- _TRY IT_
Whenever "entries" occurs in a line of the material, list that line.
_ _ _ _ _ _ _
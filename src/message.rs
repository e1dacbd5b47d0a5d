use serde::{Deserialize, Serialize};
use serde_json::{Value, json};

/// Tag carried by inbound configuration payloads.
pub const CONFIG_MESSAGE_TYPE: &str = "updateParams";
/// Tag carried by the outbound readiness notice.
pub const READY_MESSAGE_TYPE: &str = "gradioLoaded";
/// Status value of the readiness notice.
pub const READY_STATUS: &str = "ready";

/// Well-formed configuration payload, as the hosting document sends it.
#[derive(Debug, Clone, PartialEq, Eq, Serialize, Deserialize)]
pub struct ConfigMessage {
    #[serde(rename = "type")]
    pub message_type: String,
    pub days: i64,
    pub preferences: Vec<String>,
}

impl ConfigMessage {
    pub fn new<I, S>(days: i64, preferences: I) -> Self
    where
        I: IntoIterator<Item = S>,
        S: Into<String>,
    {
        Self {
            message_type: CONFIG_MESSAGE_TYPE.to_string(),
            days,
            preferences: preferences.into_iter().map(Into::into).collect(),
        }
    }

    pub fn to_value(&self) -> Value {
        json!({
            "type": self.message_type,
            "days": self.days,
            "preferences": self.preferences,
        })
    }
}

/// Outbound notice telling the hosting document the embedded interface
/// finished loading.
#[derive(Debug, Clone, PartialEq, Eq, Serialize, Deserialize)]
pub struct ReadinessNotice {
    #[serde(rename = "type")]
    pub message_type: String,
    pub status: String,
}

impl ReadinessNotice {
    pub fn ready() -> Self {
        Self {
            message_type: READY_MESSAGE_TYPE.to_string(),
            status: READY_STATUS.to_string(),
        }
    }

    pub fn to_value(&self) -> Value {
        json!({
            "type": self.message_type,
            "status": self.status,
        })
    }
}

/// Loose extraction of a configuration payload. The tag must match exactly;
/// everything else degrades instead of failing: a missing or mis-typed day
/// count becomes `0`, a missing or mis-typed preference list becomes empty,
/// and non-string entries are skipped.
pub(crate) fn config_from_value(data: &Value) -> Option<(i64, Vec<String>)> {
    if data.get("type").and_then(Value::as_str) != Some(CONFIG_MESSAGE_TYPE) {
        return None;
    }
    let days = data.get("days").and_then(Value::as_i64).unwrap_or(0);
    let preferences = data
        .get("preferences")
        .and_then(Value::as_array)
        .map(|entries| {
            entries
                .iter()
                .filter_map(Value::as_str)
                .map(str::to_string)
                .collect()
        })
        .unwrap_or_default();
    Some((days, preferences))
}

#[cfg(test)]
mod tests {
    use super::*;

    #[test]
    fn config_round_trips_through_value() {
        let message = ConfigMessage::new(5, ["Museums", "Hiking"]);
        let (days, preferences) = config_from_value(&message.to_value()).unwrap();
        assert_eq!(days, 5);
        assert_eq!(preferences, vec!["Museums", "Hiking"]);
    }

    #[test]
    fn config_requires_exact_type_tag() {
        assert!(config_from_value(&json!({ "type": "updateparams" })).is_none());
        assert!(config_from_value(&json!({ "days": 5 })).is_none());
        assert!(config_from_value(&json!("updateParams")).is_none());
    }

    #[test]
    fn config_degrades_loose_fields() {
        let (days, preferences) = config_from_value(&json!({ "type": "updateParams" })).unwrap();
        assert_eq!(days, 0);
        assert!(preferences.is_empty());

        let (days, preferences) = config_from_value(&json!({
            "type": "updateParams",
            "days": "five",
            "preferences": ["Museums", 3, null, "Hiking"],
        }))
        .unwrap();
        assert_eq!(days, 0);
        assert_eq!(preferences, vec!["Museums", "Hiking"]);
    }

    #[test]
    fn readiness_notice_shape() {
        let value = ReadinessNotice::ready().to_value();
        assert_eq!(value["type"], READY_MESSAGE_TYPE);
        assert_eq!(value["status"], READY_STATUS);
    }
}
_ _ _ _ _ _ _
- _EXERCISE RESPONSE_
/// and non-string entries are skipped.
        .map(|entries| {
            entries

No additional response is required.